VI - gestão democrática do ensino público, na forma da lei;

VII - garantia de padrão de qualidade.

VIII - piso salarial profissional nacional para os profissionais da educação escolar pública, nos termos de lei federal.

 

Foram postos em relevo, os princípios diretamente vinculados ao direito laboral pertinentes à valorização dos professores, especialmente através de planos de carreiras que deverão assegurar estímulos à qualificação e desenvolvimento docente. Destaca-se este aspecto constitucional por ser fundamental perceber que as instituições de ensino privado estão sujeitas a um regime jurídico diferenciado, tendo que ao mesmo tempo cumprir a legislação educacional e trabalhista no que tange à gestão dos docentes cujo desempenho é condição essencial para assegurar a qualidade do ensino.

 

É fundamental também não perder de vista a peculiaridade estampada no  art. 207 da CF/1988 decorrente ao princípio de indissociabilidade entre ensino, pesquisa e extensão, que delimita a essência conceitual da docência no ensino superior. Contudo, historicamente a legislação educacional e a legislação trabalhista caminharam em vias opostas e deste modo chocaram com o sistema constitucional, levando as instituições de ensino privado superior a uma verdadeira encruzilhada jurídica, pois, ao cumprirem a legislação educacional determinada pela Lei de Diretrizes e Base da Educação (LDB) e o Decreto 5773/2006 que dispõe sobre a regulação, supervisão e avaliação de instituições de educação superior e cursos superiores de graduação e sequenciais no sistema federal de ensino no que tange ao regime de trabalho do professor, frequentemente, ficaram expostas a passivos trabalhistas. O mesmo ocorrendo, em via diversa, ao cumprir a legislação trabalhista em detrimento das normas educacionais, expondo-se a riscos de prejuízos nas avaliações do Ministério da Educação(SANTOS e BORGES, 2009).

 

A priori, visualiza-se que a mudança legislativa sob exame potencialmente equaliza os parâmetros educacionais e trabalhistas referentes à jornada de trabalho. A solução das questões suscitadas, porém passa pelo estudo sistemático dos preceitos constitucionais relativos ao direito educacional que interagem com o Direito do trabalho como se demonstrará no tópico seguinte. A solução não é simples e não pode ser guiada exclusivamente pela normatização juslaboral.

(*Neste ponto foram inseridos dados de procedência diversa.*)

//! Configuration error types.

use std::path::PathBuf;
use thiserror::Error;

/// Errors that can occur during configuration loading and validation.
#[derive(Error, Debug)]
pub enum ConfigError {
    /// An explicitly requested file does not exist.
    #[error("Configuration file not found: {0}")]
    FileNotFound(PathBuf),

    /// The file extension is not a supported format.
    #[error("Unsupported configuration file format: {0}")]
    UnsupportedFormat(PathBuf),

    /// Sources could not be merged into the schema.
    #[error("Failed to parse configuration: {0}")]
    ParseError(String),

    /// Invalid configuration value.
    #[error("Invalid configuration: {message}")]
    ValidationError { message: String },

    /// Missing required field.
    #[error("Missing required configuration field: {field}")]
    MissingField { field: String },

    /// Invalid URL format.
    #[error("Invalid URL: {url} - {reason}")]
    InvalidUrl { url: String, reason: String },
}

impl ConfigError {
    /// Creates a validation error with the given message.
    pub fn validation(message: impl Into<String>) -> Self {
        Self::ValidationError {
            message: message.into(),
        }
    }

    /// Creates a missing field error.
    pub fn missing_field(field: impl Into<String>) -> Self {
        Self::MissingField {
            field: field.into(),
        }
    }

    /// Creates an invalid URL error.
    pub fn invalid_url(url: impl Into<String>, reason: impl Into<String>) -> Self {
        Self::InvalidUrl {
            url: url.into(),
            reason: reason.into(),
        }
    }
}

impl From<figment::Error> for ConfigError {
    fn from(err: figment::Error) -> Self {
        Self::ParseError(err.to_string())
    }
}

/// Result type for configuration operations.
pub type ConfigResult<T> = Result<T, ConfigError>;
//! Echo Bot Demo
//!
//! Reads event envelopes, one JSON object per line, from stdin and routes
//! them through two routers:
//!
//! - `callbacks`: callback button presses (`message_event`)
//! - `commands`: new messages with `/ping`, `/echo <text>`, greetings and a fallback
//!
//! Replies go through the API when `VKBOT_API__ACCESS_TOKEN` is set and are
//! only logged otherwise.
//!
//! # Usage
//!
//! ```bash
//! echo '{"type":"message_new","object":{"message":{"text":"/ping","peer_id":1}}}' \
//!     | cargo run --package echo-bot
//! ```

use anyhow::Result;
use futures::{Stream, stream};
use serde_json::json;
use tokio::io::{AsyncBufReadExt, BufReader};
use tracing::{info, warn};
use vkbot::core::DisabledTransport;
use vkbot::prelude::*;

// ============================================================================
// Replies
// ============================================================================

async fn reply(api: &Api, event: &BotEvent, text: &str) -> HandlerResult {
    let peer_id = event.peer_id().ok_or("event has no peer_id")?;

    match api.messages().send(SendMessage::new(peer_id, text)).await {
        Ok(message_id) => {
            info!(peer_id, message_id, "Reply sent");
            Ok(())
        }
        Err(ApiError::NotSupported) => {
            info!(peer_id, text, "Reply (API disabled)");
            Ok(())
        }
        Err(e) => Err(e.into()),
    }
}

// ============================================================================
// Routers
// ============================================================================

fn callbacks_router(api: &Api) -> DefaultRouter {
    let mut router = DefaultRouter::named("callbacks");
    router.add_filter(EventTypeFilter::new(EventKind::MessageEvent));

    let start_api = api.clone();
    router.register_handler(
        filters![PayloadFilter::new(json!({"command": "start"}))],
        move |event| {
            let api = start_api.clone();
            async move { reply(&api, &event, "Welcome! Send /ping or /echo <text>.").await }
        },
    );

    router
}

fn commands_router(api: &Api) -> Result<DefaultRouter> {
    let mut router = DefaultRouter::named("commands");
    router.add_filter(EventTypeFilter::new(EventKind::MessageNew));

    let ping_api = api.clone();
    router.register_handler(filters![CommandsFilter::new(["ping"])], move |event| {
        let api = ping_api.clone();
        async move { reply(&api, &event, "pong").await }
    });

    let echo_api = api.clone();
    router.register_handler(filters![CommandsFilter::new(["echo"])], move |event| {
        let api = echo_api.clone();
        async move {
            let rest = event
                .text()
                .and_then(|t| t.split_once(' '))
                .map(|(_, rest)| rest.trim())
                .unwrap_or_default();
            if rest.is_empty() {
                reply(&api, &event, "Usage: /echo <text>").await
            } else {
                reply(&api, &event, rest).await
            }
        }
    });

    let greet_api = api.clone();
    let greeting = RegexFilter::new(r"(?i)^(hi|hello|привет)\b")?;
    let handler = router
        .registrar_mut()
        .builder()
        .name("greeting")
        .with_filter(greeting)
        .handle(move |event: BotEvent| {
            let api = greet_api.clone();
            async move { reply(&api, &event, "Hello!").await }
        })
        .ready();
    router.register(handler);

    // Anything else with text is only logged.
    router.register_handler(
        filters![PredicateFilter::new(|event: &BotEvent| event.text().is_some())],
        |event| async move {
            info!(
                from_id = ?event.from_id(),
                text = event.text().unwrap_or_default(),
                "Unhandled message"
            );
            Ok(())
        },
    );

    Ok(router)
}

// ============================================================================
// Event Source
// ============================================================================

/// Event envelopes from stdin; malformed lines are skipped.
fn stdin_events() -> impl Stream<Item = BotEvent> {
    let lines = BufReader::new(tokio::io::stdin()).lines();

    stream::unfold(lines, |mut lines| async move {
        loop {
            match lines.next_line().await {
                Ok(Some(line)) if line.trim().is_empty() => continue,
                Ok(Some(line)) => match BotEvent::from_json(&line) {
                    Ok(event) => return Some((event, lines)),
                    Err(e) => warn!(error = %e, "Skipping malformed event"),
                },
                Ok(None) => return None,
                Err(e) => {
                    warn!(error = %e, "Failed to read stdin");
                    return None;
                }
            }
        }
    })
}

// ============================================================================
// Main Entry Point
// ============================================================================

#[tokio::main]
async fn main() -> Result<()> {
    let mut runtime = BotRuntime::builder().build()?;

    let api = match runtime.http_transport() {
        Ok(transport) => Api::new(transport),
        Err(e) => {
            warn!(error = %e, "API transport unavailable, replies are only logged");
            Api::new(DisabledTransport)
        }
    };

    runtime.register_router(callbacks_router(&api));
    runtime.register_router(commands_router(&api)?);

    let stats = runtime.run_until_signal(stdin_events()).await?;
    info!(
        handled = stats.handled,
        not_found = stats.not_found,
        failed = stats.failed,
        "Echo bot finished"
    );

    Ok(())
}
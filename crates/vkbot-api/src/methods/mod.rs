//! API method categories.

mod messages;
mod stories;

pub use messages::{Messages, SendMessage};
pub use stories::{Interaction, SearchQuery, Stories, UploadOptions};
//! Ordered handler storage for a router.

use std::fmt;

use crate::handler::{Handler, HandlerBuilder};

/// An append-only, ordered list of handlers.
///
/// Insertion order is dispatch priority: the first handler that accepts an
/// event wins.
pub struct HandlerRegistrar<R> {
    handlers: Vec<Handler<R>>,
}

impl<R> HandlerRegistrar<R> {
    /// Creates an empty registrar.
    pub fn new() -> Self {
        Self {
            handlers: Vec::new(),
        }
    }

    /// Starts building a new, unattached handler.
    ///
    /// The built handler is only dispatched to after it is passed to
    /// [`register`](Self::register).
    pub fn builder(&self) -> HandlerBuilder {
        HandlerBuilder::new()
    }

    /// Appends a handler to the end of the list.
    pub fn register(&mut self, handler: Handler<R>) {
        self.handlers.push(handler);
    }

    /// Returns the handlers in registration order.
    pub fn handlers(&self) -> &[Handler<R>] {
        &self.handlers
    }

    /// Returns the number of handlers.
    pub fn len(&self) -> usize {
        self.handlers.len()
    }

    /// Returns `true` if no handlers were registered.
    pub fn is_empty(&self) -> bool {
        self.handlers.is_empty()
    }
}

impl<R> Default for HandlerRegistrar<R> {
    fn default() -> Self {
        Self::new()
    }
}

impl<R> Clone for HandlerRegistrar<R> {
    fn clone(&self) -> Self {
        Self {
            handlers: self.handlers.clone(),
        }
    }
}

impl<R> fmt::Debug for HandlerRegistrar<R> {
    fn fmt(&self, f: &mut fmt::Formatter<'_>) -> fmt::Result {
        f.debug_list().entries(&self.handlers).finish()
    }
}
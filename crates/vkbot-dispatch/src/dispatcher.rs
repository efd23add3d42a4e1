//! Event dispatcher.
//!
//! The [`Dispatcher`] owns an ordered list of routers and decides which one
//! processes an event:
//!
//! 1. Routers are asked [`is_suitable`](Router::is_suitable) in registration order
//! 2. The first suitable router processes the event
//! 3. If it reports [`HandlerNotFound`](RouteOutcome::HandlerNotFound), the next
//!    suitable router is tried
//!
//! ```rust,ignore
//! use vkbot_dispatch::{DefaultRouter, Dispatcher};
//!
//! let mut dispatcher = Dispatcher::new();
//! dispatcher.add_router(message_router);
//! dispatcher.add_router(fallback_router);
//!
//! let outcome = dispatcher.dispatch(&event).await;
//! ```

use std::sync::Arc;

use tracing::{Instrument, debug, debug_span, trace};
use vkbot_core::BotEvent;

use crate::handler::HandlerResult;
use crate::outcome::RouteOutcome;
use crate::router::Router;

/// A type-erased router shared between dispatch tasks.
pub type BoxedRouter<R> = Arc<dyn Router<R>>;

/// The top-level event dispatcher.
///
/// Cloning is cheap and clones share their routers. Adding a router to a
/// dispatcher whose router list is shared copies the list first, so running
/// dispatch tasks never observe a change.
pub struct Dispatcher<R = HandlerResult> {
    routers: Arc<Vec<BoxedRouter<R>>>,
}

impl<R: Send + 'static> Dispatcher<R> {
    /// Creates a dispatcher without routers.
    pub fn new() -> Self {
        Self {
            routers: Arc::new(Vec::new()),
        }
    }

    /// Adds a router. Routers are tried in the order they are added.
    ///
    /// The router is frozen from here on: the dispatcher only ever holds it
    /// behind a shared reference.
    pub fn add_router<T: Router<R> + 'static>(&mut self, router: T) -> &mut Self {
        self.add_boxed(Arc::new(router))
    }

    /// Adds an already boxed router.
    pub fn add_boxed(&mut self, router: BoxedRouter<R>) -> &mut Self {
        Arc::make_mut(&mut self.routers).push(router);
        self
    }

    /// Adds a router (builder pattern).
    pub fn with_router<T: Router<R> + 'static>(mut self, router: T) -> Self {
        self.add_router(router);
        self
    }

    /// Returns the number of routers.
    pub fn router_count(&self) -> usize {
        self.routers.len()
    }

    /// Returns the routers in registration order.
    pub fn routers(&self) -> &[BoxedRouter<R>] {
        &self.routers
    }

    /// Dispatches an event.
    ///
    /// Returns the result of the first handler that accepted the event, or
    /// [`RouteOutcome::HandlerNotFound`] if no suitable router had one.
    pub async fn dispatch(&self, event: &BotEvent) -> RouteOutcome<R> {
        let span = debug_span!(
            "dispatch",
            event_kind = %event.kind(),
            event_id = event.event_id().unwrap_or_default()
        );

        async move {
            for router in self.routers.iter() {
                if !router.is_suitable(event).await {
                    trace!(router = router.name(), "Router not suitable");
                    continue;
                }

                match router.process_event(event).await {
                    RouteOutcome::Handled(result) => {
                        debug!(router = router.name(), "Event handled");
                        return RouteOutcome::Handled(result);
                    }
                    RouteOutcome::HandlerNotFound => {
                        debug!(router = router.name(), "No handler in router, trying next");
                    }
                }
            }

            RouteOutcome::HandlerNotFound
        }
        .instrument(span)
        .await
    }
}

impl<R> Clone for Dispatcher<R> {
    fn clone(&self) -> Self {
        Self {
            routers: Arc::clone(&self.routers),
        }
    }
}

impl<R: Send + 'static> Default for Dispatcher<R> {
    fn default() -> Self {
        Self::new()
    }
}

impl<R> std::fmt::Debug for Dispatcher<R> {
    fn fmt(&self, f: &mut std::fmt::Formatter<'_>) -> std::fmt::Result {
        f.debug_struct("Dispatcher")
            .field(
                "routers",
                &self.routers.iter().map(|r| r.name()).collect::<Vec<_>>(),
            )
            .finish()
    }
}
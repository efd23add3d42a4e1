//! Event model for the vkbot framework.
//!
//! This module provides the value that flows through dispatch:
//!
//! - [`EventKind`] - The event-kind tag (`message_new`, `message_event`, ...)
//! - [`BotEvent`] - An immutable, cheaply clonable inbound event
//!
//! Events arrive from an ingestion component (Bots Long Poll, Callback API)
//! as a JSON envelope:
//!
//! ```json
//! {"type": "message_new", "object": {"message": {"text": "hi"}}, "group_id": 1, "event_id": "..."}
//! ```
//!
//! The envelope is decoded once with [`BotEvent::from_json`]; filters and
//! callbacks only ever see read-only accessors.

use std::convert::Infallible;
use std::fmt;
use std::str::FromStr;
use std::sync::Arc;

use serde_json::Value;

use crate::error::{EventError, EventResult};

// ============================================================================
// Event Kind
// ============================================================================

/// The kind tag of an inbound event.
///
/// Known community event types get their own variant; anything else is kept
/// verbatim in [`EventKind::Other`] so that unknown events can still be routed.
#[derive(Debug, Clone, PartialEq, Eq, Hash)]
pub enum EventKind {
    /// A new incoming message.
    MessageNew,
    /// A reply sent by the community.
    MessageReply,
    /// A message was edited.
    MessageEdit,
    /// A callback button was pressed.
    MessageEvent,
    /// The user allowed messages from the community.
    MessageAllow,
    /// The user denied messages from the community.
    MessageDeny,
    /// A user joined the community.
    GroupJoin,
    /// A user left the community.
    GroupLeave,
    /// A new wall post.
    WallPostNew,
    /// Callback API server confirmation request.
    Confirmation,
    /// Any other event type.
    Other(String),
}

impl EventKind {
    /// Returns the wire name of this kind.
    pub fn as_str(&self) -> &str {
        match self {
            Self::MessageNew => "message_new",
            Self::MessageReply => "message_reply",
            Self::MessageEdit => "message_edit",
            Self::MessageEvent => "message_event",
            Self::MessageAllow => "message_allow",
            Self::MessageDeny => "message_deny",
            Self::GroupJoin => "group_join",
            Self::GroupLeave => "group_leave",
            Self::WallPostNew => "wall_post_new",
            Self::Confirmation => "confirmation",
            Self::Other(name) => name,
        }
    }

    /// Returns `true` for the message family of events.
    pub fn is_message(&self) -> bool {
        matches!(
            self,
            Self::MessageNew | Self::MessageReply | Self::MessageEdit
        )
    }
}

impl FromStr for EventKind {
    type Err = Infallible;

    fn from_str(s: &str) -> Result<Self, Self::Err> {
        Ok(match s {
            "message_new" => Self::MessageNew,
            "message_reply" => Self::MessageReply,
            "message_edit" => Self::MessageEdit,
            "message_event" => Self::MessageEvent,
            "message_allow" => Self::MessageAllow,
            "message_deny" => Self::MessageDeny,
            "group_join" => Self::GroupJoin,
            "group_leave" => Self::GroupLeave,
            "wall_post_new" => Self::WallPostNew,
            "confirmation" => Self::Confirmation,
            other => Self::Other(other.to_string()),
        })
    }
}

impl From<&str> for EventKind {
    fn from(s: &str) -> Self {
        match s.parse() {
            Ok(kind) => kind,
            Err(never) => match never {},
        }
    }
}

impl fmt::Display for EventKind {
    fn fmt(&self, f: &mut fmt::Formatter<'_>) -> fmt::Result {
        f.write_str(self.as_str())
    }
}

// ============================================================================
// Bot Event
// ============================================================================

#[derive(Clone)]
struct EventInner {
    kind: EventKind,
    object: Value,
    group_id: Option<i64>,
    event_id: Option<String>,
}

/// One inbound occurrence to be dispatched.
///
/// `BotEvent` wraps its data in an `Arc`, so cloning is cheap and every task
/// processing the event sees the same immutable value. There are no mutating
/// accessors; the `with_*` methods are only meant for construction.
#[derive(Clone)]
pub struct BotEvent {
    inner: Arc<EventInner>,
}

impl BotEvent {
    /// Creates an event from a kind and its raw `object` payload.
    pub fn new(kind: impl Into<EventKind>, object: Value) -> Self {
        Self {
            inner: Arc::new(EventInner {
                kind: kind.into(),
                object,
                group_id: None,
                event_id: None,
            }),
        }
    }

    /// Sets the community id the event belongs to.
    pub fn with_group_id(mut self, group_id: i64) -> Self {
        Arc::make_mut(&mut self.inner).group_id = Some(group_id);
        self
    }

    /// Sets the event id.
    pub fn with_event_id(mut self, event_id: impl Into<String>) -> Self {
        Arc::make_mut(&mut self.inner).event_id = Some(event_id.into());
        self
    }

    /// Decodes an event from a JSON envelope string.
    pub fn from_json(raw: &str) -> EventResult<Self> {
        let value: Value = serde_json::from_str(raw)?;
        Self::from_value(value)
    }

    /// Decodes an event from an already parsed JSON envelope.
    ///
    /// A missing `object` is treated as an empty payload; a missing `type` is an error.
    pub fn from_value(value: Value) -> EventResult<Self> {
        let Value::Object(mut envelope) = value else {
            return Err(EventError::NotAnObject);
        };

        let kind = envelope
            .get("type")
            .and_then(Value::as_str)
            .map(EventKind::from)
            .ok_or(EventError::MissingType)?;
        let object = envelope.remove("object").unwrap_or(Value::Null);
        let group_id = envelope.get("group_id").and_then(Value::as_i64);
        let event_id = envelope
            .get("event_id")
            .and_then(Value::as_str)
            .map(str::to_string);

        Ok(Self {
            inner: Arc::new(EventInner {
                kind,
                object,
                group_id,
                event_id,
            }),
        })
    }

    /// Returns the event kind.
    pub fn kind(&self) -> &EventKind {
        &self.inner.kind
    }

    /// Returns the raw `object` payload.
    pub fn object(&self) -> &Value {
        &self.inner.object
    }

    /// Returns the community id, if the envelope carried one.
    pub fn group_id(&self) -> Option<i64> {
        self.inner.group_id
    }

    /// Returns the event id, if the envelope carried one.
    pub fn event_id(&self) -> Option<&str> {
        self.inner.event_id.as_deref()
    }

    /// Looks a field up in `object.message`, falling back to `object` itself.
    ///
    /// Message events nest the message under `message`; older API versions
    /// and callback events put the fields on the object directly.
    pub fn message_field(&self, key: &str) -> Option<&Value> {
        let object = &self.inner.object;
        object
            .get("message")
            .and_then(|m| m.get(key))
            .or_else(|| object.get(key))
    }

    /// Returns the message text, if any.
    pub fn text(&self) -> Option<&str> {
        self.message_field("text").and_then(Value::as_str)
    }

    /// Returns the button payload, if any.
    ///
    /// Message payloads are sent as JSON-encoded strings; they are decoded here.
    /// A string that is not valid JSON is returned as a JSON string.
    pub fn payload(&self) -> Option<Value> {
        match self.message_field("payload")? {
            Value::String(s) => {
                Some(serde_json::from_str(s).unwrap_or_else(|_| Value::String(s.clone())))
            }
            other => Some(other.clone()),
        }
    }

    /// Returns the peer (conversation) id.
    pub fn peer_id(&self) -> Option<i64> {
        self.message_field("peer_id").and_then(Value::as_i64)
    }

    /// Returns the sender id (`from_id`, or `user_id` for non-message events).
    pub fn from_id(&self) -> Option<i64> {
        self.message_field("from_id")
            .or_else(|| self.message_field("user_id"))
            .and_then(Value::as_i64)
    }
}

impl fmt::Debug for BotEvent {
    fn fmt(&self, f: &mut fmt::Formatter<'_>) -> fmt::Result {
        f.debug_struct("BotEvent")
            .field("kind", &self.inner.kind)
            .field("group_id", &self.inner.group_id)
            .field("event_id", &self.inner.event_id)
            .finish_non_exhaustive()
    }
}

#[cfg(test)]
mod tests {
    use super::*;
    use serde_json::json;

    #[test]
    fn test_kind_round_trips_known_and_unknown_names() {
        assert_eq!(EventKind::from("message_new"), EventKind::MessageNew);
        assert_eq!(EventKind::from("message_event").as_str(), "message_event");

        let other = EventKind::from("like_add");
        assert_eq!(other, EventKind::Other("like_add".into()));
        assert_eq!(other.to_string(), "like_add");
    }

    #[test]
    fn test_from_json_decodes_envelope() {
        let event = BotEvent::from_json(
            r#"{"type":"message_new","object":{"message":{"text":"hi","peer_id":2000000001,"from_id":42}},"group_id":7,"event_id":"abc"}"#,
        )
        .unwrap();

        assert_eq!(event.kind(), &EventKind::MessageNew);
        assert_eq!(event.text(), Some("hi"));
        assert_eq!(event.peer_id(), Some(2_000_000_001));
        assert_eq!(event.from_id(), Some(42));
        assert_eq!(event.group_id(), Some(7));
        assert_eq!(event.event_id(), Some("abc"));
    }

    #[test]
    fn test_from_json_rejects_missing_type() {
        assert!(matches!(
            BotEvent::from_json(r#"{"object":{}}"#),
            Err(EventError::MissingType)
        ));
        assert!(matches!(
            BotEvent::from_json("[1,2]"),
            Err(EventError::NotAnObject)
        ));
        assert!(matches!(
            BotEvent::from_json("{"),
            Err(EventError::Malformed(_))
        ));
    }

    #[test]
    fn test_accessors_degrade_on_malformed_payload() {
        let event = BotEvent::new("message_new", json!({"message": 5}));
        assert_eq!(event.text(), None);
        assert_eq!(event.payload(), None);
        assert_eq!(event.peer_id(), None);

        let event = BotEvent::new("group_join", Value::Null);
        assert_eq!(event.from_id(), None);
    }

    #[test]
    fn test_payload_decodes_json_strings() {
        let event = BotEvent::new(
            EventKind::MessageNew,
            json!({"message": {"payload": "{\"command\":\"start\"}"}}),
        );
        assert_eq!(event.payload(), Some(json!({"command": "start"})));

        let callback = BotEvent::new(
            EventKind::MessageEvent,
            json!({"user_id": 1, "payload": {"button": 2}}),
        );
        assert_eq!(callback.payload(), Some(json!({"button": 2})));
        assert_eq!(callback.from_id(), Some(1));

        let plain = BotEvent::new(EventKind::MessageNew, json!({"payload": "not json"}));
        assert_eq!(plain.payload(), Some(json!("not json")));
    }

    #[test]
    fn test_with_builders_do_not_affect_clones() {
        let original = BotEvent::new("message_new", json!({}));
        let copy = original.clone().with_group_id(3);
        assert_eq!(original.group_id(), None);
        assert_eq!(copy.group_id(), Some(3));
    }
}
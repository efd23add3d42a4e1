//! # vkbot Core
//!
//! Shared building blocks for the vkbot framework:
//!
//! - **Events**: the immutable [`BotEvent`] value and its [`EventKind`] tag
//! - **API transport**: the [`ApiTransport`] contract callbacks use to call the API
//! - **Errors**: [`EventError`], [`TransportError`] and [`ApiError`]
//!
//! ```text
//! ┌─────────────┐     ┌────────────┐     ┌──────────┐     ┌──────────┐
//! │  Ingestion  │────▶│ Dispatcher │────▶│  Router  │────▶│ Handler  │──▶ ApiTransport
//! │ (long poll) │     │            │────▶│  Router  │     │ callback │
//! └─────────────┘     └────────────┘     └──────────┘     └──────────┘
//! ```

pub mod api;
pub mod error;
pub mod event;

pub use api::{ApiParams, ApiTransport, BoxedTransport, DisabledTransport};
pub use error::{
    ApiError, ApiResult, EventError, EventResult, TransportError, TransportResult,
};
pub use event::{BotEvent, EventKind};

Na hipótese, não incidirá o princípio da norma mais favorável dada a heterogeneidade de regimes normativos uma vez que não se trata, evidentemente, de conflito de normas homogêneas de cunho trabalhista de modo a eleger a mais benéfica para o trabalhador.

 

 

2.1. O REGIME DE TRABALHO DOCENTE E NOVA REDAÇÃO DO ART. 318 DA CLT: UMA NECESSÁRIA SISTEMATIZAÇÃO DAS NORMAS TRABALHISTAS E EDUCACIONAIS

 

A redação atual do artigo 318 da CLT estabelece que:

 

Art. 318 O professor poderá lecionar em um mesmo estabelecimento por mais de um turno, desde que não ultrapasse a jornada de trabalho semanal estabelecida legalmente, assegurado e não computado o intervalo para refeição.

 

Para responder às questões formuladas, primeiramente, investiga-se qual a jornada semanal legalmente estabelecida, o que perpassa também pelo exame da legislação educacional (SANTOS e BORGES, 2009). No que se refere à valorização do professor e a promoção de qualidade educacional, no exercício de sua competência regulatória, exige-se das instituições de ensino superior manter quadro de professores em regime de tempo integral e com titulação de mestres e doutores (um terço), conforme Lei de Diretrizes e Bases:

 

Art. 52º. As universidades são instituições pluridisciplinares de formação dos quadros profissionais de nível superior, de pesquisa, de extensão e de domínio e cultivo do saber humano, que se caracterizam por:

[...]

II - um terço do corpo docente, pelo menos, com titulação acadêmica de mestrado ou doutorado;

III - um terço do corpo docente em regime de tempo integral.

 

Também no que diz respeito ao critério utilizado pelo MEC para definição do regime de trabalho dos professores, estabelece o parágrafo único do Art. 69 do Decreto 5.773/2006, abaixo transcrito:

 

Art. 69 O exercício de atividade docente na educação superior não se sujeita à inscrição do professor em órgão de regulamentação profissional.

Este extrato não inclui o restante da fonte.